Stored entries
____
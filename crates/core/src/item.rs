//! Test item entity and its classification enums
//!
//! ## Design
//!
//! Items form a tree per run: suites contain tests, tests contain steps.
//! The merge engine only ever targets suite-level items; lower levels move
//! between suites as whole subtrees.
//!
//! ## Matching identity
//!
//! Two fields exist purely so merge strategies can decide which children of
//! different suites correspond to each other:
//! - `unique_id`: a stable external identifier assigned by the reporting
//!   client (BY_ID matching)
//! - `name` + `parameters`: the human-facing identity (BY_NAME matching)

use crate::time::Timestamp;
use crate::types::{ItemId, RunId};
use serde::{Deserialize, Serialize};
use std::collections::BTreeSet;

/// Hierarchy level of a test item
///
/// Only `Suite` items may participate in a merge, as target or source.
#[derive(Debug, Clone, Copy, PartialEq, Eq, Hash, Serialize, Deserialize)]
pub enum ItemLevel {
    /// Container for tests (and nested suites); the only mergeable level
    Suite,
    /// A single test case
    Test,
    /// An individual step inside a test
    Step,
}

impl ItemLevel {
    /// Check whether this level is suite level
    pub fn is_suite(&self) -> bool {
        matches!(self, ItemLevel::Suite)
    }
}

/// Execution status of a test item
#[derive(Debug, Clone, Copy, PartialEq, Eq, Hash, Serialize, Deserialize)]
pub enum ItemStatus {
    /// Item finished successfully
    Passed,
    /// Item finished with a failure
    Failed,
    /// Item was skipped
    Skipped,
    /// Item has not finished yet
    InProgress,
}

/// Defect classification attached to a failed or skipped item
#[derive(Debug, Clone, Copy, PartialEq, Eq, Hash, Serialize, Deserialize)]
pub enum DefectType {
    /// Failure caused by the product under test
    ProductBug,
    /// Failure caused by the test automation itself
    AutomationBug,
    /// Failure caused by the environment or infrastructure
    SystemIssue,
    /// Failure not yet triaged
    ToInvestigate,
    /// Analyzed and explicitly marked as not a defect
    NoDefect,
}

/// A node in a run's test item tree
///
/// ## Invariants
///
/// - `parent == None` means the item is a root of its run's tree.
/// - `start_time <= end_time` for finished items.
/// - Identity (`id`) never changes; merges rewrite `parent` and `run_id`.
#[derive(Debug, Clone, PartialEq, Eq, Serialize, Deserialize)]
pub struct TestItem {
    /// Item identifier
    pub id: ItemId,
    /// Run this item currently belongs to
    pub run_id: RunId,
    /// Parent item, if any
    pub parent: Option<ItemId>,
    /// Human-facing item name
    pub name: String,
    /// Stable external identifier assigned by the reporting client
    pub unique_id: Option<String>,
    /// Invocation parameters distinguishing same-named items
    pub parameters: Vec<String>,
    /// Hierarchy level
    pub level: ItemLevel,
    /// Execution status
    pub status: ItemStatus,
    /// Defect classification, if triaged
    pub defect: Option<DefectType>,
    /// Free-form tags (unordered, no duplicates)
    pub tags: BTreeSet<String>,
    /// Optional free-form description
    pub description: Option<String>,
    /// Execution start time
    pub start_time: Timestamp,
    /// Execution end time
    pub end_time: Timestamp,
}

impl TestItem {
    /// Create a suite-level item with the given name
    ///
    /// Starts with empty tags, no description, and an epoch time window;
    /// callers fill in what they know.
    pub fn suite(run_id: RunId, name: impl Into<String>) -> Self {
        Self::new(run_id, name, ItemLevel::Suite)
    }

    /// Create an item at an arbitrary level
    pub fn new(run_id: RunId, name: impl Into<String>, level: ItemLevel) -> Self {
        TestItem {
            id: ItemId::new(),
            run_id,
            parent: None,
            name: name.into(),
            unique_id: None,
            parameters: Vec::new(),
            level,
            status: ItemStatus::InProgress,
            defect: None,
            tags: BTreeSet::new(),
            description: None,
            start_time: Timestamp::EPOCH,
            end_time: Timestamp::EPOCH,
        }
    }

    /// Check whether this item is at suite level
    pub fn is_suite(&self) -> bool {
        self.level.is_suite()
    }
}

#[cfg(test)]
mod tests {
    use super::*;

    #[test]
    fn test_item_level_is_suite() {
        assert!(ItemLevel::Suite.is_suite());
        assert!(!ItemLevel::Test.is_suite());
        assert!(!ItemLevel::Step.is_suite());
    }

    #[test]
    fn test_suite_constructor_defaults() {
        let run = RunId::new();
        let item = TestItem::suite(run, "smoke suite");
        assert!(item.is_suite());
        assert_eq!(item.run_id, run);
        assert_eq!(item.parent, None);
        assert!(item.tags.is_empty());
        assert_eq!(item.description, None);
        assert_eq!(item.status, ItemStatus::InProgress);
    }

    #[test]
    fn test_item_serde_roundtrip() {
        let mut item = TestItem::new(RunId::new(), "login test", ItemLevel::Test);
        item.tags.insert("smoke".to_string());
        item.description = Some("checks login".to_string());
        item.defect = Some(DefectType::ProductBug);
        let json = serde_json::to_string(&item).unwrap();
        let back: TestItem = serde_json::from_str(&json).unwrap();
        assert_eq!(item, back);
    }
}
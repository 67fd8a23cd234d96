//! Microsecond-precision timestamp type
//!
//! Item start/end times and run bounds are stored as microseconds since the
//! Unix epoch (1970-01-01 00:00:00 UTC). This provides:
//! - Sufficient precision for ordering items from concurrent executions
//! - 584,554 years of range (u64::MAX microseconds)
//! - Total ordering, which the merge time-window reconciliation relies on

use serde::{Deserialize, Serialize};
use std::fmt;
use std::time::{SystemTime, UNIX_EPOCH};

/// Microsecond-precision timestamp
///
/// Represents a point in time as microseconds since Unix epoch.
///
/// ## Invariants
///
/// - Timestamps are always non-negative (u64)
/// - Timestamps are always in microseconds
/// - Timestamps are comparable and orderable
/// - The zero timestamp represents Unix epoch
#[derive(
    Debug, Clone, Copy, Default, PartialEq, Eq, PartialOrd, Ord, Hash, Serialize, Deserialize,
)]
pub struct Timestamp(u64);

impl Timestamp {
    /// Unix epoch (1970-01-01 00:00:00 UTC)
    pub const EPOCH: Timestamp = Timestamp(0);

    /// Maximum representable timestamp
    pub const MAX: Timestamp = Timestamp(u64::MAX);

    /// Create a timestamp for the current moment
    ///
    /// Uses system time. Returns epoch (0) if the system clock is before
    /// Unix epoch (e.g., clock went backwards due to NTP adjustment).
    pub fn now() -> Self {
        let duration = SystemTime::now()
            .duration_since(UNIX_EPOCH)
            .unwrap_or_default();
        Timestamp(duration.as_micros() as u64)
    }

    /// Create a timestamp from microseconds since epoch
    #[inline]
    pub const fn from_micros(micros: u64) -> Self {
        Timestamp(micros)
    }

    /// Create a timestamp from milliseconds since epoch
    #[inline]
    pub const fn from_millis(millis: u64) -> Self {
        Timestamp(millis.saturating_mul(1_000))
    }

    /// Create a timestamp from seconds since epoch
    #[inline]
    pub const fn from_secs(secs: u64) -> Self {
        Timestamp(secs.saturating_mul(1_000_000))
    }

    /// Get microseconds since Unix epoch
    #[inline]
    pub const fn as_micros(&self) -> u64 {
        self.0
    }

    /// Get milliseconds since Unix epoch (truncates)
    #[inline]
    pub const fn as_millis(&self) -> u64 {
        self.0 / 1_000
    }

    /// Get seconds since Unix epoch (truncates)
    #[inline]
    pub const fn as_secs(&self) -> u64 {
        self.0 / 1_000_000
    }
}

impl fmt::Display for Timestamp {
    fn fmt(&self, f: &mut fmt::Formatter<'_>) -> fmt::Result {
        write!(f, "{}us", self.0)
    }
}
____
ASSIGNED TASK:
Please give the number of lines in the entries that contain the word "client", and nothing besides it.

ANSWER BELOW:
2